#### DATASET ####

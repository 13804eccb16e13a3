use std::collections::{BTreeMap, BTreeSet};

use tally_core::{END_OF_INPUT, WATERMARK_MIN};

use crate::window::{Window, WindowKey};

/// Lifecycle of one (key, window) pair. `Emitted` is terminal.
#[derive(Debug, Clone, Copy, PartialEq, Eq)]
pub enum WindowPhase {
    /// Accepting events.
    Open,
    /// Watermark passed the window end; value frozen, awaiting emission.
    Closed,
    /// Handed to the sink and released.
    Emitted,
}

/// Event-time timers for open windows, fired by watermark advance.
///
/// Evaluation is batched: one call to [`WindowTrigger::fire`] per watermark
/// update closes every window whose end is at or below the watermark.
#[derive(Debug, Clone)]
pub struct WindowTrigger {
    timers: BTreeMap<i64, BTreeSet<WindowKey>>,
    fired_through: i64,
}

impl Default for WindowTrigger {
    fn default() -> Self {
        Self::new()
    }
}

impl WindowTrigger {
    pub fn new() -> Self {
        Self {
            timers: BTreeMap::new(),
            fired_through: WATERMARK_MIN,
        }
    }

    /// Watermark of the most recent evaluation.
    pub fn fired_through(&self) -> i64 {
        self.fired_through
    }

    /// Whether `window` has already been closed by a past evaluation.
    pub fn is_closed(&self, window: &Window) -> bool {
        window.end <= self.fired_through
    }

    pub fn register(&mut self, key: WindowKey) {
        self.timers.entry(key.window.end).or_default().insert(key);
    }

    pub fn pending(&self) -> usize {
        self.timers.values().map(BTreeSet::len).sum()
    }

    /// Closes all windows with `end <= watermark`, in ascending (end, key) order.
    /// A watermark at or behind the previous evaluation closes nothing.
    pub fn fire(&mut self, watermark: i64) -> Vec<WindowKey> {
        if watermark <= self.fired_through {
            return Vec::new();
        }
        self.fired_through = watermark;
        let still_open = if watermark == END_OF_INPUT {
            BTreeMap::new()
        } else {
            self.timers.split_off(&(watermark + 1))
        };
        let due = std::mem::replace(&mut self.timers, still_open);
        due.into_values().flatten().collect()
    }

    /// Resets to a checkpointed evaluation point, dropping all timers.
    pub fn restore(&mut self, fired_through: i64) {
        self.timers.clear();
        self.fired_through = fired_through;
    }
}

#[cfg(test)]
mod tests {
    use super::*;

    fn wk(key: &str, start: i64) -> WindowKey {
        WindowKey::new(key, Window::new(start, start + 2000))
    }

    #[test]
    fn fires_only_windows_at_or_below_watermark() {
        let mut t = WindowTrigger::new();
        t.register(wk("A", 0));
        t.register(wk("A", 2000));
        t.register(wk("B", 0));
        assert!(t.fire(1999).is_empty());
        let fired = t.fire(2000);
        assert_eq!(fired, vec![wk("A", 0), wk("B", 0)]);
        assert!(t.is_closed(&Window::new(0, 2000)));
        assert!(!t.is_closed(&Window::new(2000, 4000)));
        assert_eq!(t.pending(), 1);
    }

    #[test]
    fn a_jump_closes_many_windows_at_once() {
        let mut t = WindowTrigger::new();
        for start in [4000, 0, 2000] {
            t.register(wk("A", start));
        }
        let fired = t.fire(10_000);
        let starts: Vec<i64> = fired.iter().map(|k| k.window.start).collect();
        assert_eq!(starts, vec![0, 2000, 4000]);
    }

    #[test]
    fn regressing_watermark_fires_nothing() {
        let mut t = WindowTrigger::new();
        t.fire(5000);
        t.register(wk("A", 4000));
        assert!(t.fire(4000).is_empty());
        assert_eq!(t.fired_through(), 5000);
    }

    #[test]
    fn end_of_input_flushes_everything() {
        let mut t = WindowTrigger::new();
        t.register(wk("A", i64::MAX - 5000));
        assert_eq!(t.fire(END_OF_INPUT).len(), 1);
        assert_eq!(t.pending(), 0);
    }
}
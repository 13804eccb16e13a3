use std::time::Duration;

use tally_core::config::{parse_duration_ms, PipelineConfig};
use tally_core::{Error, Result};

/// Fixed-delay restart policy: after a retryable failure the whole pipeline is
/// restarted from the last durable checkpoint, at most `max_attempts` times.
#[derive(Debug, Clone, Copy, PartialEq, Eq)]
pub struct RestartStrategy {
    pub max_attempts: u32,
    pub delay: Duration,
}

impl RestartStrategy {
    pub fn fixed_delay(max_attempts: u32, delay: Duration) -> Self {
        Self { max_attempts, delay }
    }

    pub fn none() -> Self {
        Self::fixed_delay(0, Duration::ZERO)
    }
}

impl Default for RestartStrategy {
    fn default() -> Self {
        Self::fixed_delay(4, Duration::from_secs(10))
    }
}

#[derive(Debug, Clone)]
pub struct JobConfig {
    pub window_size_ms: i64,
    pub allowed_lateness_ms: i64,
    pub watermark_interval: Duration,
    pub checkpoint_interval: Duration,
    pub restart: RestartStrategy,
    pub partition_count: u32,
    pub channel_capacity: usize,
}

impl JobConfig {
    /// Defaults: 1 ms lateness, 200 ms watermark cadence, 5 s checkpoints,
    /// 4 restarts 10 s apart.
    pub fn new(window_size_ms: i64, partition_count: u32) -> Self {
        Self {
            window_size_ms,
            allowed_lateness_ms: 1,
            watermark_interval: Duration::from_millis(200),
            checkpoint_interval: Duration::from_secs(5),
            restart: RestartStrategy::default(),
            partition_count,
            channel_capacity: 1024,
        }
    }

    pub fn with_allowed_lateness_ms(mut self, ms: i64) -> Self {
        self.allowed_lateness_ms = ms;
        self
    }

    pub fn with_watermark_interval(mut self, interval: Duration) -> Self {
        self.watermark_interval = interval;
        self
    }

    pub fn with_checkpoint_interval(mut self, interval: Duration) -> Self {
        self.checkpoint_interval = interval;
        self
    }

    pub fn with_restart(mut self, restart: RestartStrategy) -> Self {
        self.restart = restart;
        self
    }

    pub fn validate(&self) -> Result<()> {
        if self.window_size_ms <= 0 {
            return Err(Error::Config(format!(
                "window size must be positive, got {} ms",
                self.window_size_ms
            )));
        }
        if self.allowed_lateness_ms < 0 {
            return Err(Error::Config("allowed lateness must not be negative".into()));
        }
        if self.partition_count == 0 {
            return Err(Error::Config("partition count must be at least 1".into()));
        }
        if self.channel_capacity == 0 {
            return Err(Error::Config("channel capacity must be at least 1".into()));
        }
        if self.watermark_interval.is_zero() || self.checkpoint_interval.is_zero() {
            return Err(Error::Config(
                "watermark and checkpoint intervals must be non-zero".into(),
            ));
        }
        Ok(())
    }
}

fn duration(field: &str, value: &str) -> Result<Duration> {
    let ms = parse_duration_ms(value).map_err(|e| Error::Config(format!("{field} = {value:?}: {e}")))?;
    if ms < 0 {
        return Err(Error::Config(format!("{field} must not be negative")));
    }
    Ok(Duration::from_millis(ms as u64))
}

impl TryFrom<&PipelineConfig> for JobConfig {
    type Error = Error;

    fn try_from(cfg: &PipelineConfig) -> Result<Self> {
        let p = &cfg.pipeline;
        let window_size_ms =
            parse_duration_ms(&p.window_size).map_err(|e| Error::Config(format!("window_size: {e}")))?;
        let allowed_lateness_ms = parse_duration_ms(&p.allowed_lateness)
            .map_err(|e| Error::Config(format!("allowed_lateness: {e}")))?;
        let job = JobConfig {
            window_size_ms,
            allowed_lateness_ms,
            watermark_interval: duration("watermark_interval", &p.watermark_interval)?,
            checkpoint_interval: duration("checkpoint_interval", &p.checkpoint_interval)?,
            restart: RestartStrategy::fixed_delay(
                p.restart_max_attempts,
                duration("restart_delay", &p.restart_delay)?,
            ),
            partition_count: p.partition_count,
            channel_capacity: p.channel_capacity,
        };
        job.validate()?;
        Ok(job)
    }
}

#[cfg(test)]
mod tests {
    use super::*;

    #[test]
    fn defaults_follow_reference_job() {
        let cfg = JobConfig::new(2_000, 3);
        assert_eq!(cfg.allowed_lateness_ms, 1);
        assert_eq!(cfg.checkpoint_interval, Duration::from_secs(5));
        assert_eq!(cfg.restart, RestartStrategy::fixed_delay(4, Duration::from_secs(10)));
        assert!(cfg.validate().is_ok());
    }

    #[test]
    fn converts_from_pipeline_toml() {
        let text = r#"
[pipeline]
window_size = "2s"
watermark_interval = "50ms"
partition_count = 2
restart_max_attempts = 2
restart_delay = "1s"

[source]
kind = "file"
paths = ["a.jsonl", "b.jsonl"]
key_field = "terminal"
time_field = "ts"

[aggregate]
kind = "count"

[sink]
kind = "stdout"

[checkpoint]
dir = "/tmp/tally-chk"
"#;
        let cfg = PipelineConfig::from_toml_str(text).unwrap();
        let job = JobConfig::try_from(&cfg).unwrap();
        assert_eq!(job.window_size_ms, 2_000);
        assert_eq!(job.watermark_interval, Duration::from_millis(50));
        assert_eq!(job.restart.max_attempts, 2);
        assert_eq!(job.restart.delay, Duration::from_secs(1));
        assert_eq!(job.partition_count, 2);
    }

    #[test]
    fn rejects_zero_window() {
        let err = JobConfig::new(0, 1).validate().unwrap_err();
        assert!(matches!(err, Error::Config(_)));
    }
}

####
#### DATASET ####

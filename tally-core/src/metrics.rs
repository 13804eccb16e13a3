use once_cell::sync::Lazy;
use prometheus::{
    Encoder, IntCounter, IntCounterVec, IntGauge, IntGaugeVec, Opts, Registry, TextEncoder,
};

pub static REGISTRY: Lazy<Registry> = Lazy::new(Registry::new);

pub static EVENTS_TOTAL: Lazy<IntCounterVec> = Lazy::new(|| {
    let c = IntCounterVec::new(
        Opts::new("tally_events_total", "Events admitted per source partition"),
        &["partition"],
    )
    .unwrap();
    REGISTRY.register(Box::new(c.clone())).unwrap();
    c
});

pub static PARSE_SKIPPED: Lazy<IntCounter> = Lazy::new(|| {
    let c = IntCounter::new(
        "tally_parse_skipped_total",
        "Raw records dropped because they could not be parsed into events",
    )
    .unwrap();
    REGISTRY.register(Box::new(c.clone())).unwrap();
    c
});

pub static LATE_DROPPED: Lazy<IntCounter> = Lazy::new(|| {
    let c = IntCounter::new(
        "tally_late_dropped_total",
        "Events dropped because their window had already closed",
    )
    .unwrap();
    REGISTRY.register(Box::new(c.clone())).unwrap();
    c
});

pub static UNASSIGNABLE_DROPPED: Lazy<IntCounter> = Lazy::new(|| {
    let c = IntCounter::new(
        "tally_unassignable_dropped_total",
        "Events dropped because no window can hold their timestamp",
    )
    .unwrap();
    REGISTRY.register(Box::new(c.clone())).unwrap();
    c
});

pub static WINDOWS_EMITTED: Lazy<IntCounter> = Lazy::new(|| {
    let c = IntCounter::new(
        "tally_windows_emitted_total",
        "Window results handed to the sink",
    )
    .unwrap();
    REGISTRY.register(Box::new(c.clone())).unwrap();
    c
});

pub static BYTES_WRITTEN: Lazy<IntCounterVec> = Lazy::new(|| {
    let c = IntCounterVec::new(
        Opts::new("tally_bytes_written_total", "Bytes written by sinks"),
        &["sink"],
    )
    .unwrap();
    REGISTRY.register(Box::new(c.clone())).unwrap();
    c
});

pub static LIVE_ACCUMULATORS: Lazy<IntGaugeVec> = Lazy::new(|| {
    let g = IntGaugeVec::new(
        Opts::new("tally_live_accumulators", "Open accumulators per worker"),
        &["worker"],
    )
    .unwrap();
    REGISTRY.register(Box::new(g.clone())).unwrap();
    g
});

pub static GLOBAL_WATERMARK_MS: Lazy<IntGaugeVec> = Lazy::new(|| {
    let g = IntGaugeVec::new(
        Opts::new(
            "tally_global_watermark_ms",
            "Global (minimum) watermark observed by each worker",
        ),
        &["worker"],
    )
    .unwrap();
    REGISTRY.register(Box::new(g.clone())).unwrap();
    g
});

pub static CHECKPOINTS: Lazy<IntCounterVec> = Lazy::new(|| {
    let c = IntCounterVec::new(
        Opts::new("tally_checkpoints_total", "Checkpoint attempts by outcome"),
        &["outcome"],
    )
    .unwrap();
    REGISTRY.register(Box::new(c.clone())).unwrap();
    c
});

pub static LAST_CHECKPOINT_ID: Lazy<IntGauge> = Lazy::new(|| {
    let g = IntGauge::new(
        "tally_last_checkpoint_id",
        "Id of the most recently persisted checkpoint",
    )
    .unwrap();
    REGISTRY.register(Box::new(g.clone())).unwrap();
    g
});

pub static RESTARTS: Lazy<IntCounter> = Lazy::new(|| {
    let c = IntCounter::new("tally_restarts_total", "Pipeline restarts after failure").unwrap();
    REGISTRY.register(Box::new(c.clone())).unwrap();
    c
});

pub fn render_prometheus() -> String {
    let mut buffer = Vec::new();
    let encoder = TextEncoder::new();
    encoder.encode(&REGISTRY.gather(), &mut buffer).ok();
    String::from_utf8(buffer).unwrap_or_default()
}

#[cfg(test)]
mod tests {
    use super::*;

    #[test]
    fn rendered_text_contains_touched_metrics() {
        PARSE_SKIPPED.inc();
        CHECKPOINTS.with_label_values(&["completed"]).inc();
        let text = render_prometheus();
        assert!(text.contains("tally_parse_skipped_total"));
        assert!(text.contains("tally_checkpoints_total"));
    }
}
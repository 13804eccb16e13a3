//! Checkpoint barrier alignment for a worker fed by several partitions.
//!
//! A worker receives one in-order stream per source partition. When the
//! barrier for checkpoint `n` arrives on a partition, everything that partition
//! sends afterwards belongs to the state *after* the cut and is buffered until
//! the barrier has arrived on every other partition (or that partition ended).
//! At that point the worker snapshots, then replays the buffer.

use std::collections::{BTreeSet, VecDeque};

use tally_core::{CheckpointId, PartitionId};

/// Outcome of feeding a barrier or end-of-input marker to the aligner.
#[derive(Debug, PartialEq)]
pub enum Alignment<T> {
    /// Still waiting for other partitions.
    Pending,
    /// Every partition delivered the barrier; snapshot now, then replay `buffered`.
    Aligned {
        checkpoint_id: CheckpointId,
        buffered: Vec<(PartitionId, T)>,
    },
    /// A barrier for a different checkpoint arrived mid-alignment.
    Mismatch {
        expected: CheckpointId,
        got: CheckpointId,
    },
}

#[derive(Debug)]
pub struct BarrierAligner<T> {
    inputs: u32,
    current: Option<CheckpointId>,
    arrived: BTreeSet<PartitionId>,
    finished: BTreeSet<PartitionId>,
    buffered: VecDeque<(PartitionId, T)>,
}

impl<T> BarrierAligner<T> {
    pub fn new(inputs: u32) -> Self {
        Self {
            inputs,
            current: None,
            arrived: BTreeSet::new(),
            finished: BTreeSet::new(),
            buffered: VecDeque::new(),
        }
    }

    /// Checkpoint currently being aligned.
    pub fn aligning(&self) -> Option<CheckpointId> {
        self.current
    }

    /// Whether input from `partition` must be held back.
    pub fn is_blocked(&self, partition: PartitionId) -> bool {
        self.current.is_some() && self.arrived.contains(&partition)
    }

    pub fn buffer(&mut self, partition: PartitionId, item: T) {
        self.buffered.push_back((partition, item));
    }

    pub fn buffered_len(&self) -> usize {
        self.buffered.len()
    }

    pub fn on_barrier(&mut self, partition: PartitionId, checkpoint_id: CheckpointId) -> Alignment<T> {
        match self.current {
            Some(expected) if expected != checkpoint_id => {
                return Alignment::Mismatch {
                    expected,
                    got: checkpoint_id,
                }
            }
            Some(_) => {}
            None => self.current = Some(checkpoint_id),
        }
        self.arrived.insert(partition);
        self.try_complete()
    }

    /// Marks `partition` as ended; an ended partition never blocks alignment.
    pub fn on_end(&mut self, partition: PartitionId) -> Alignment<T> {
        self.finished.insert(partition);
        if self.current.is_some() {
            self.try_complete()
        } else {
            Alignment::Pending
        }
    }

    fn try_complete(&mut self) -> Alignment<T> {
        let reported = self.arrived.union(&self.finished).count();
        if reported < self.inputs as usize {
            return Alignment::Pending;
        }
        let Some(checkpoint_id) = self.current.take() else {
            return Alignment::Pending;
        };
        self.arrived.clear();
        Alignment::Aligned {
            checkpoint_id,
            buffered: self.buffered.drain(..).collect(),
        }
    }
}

####

DIRECTIONS:
Search the entries for the word "Option" and copy every line that has it.

EXERCISE SOLUTION:
    current: Option<CheckpointId>,
    pub fn aligning(&self) -> Option<CheckpointId> {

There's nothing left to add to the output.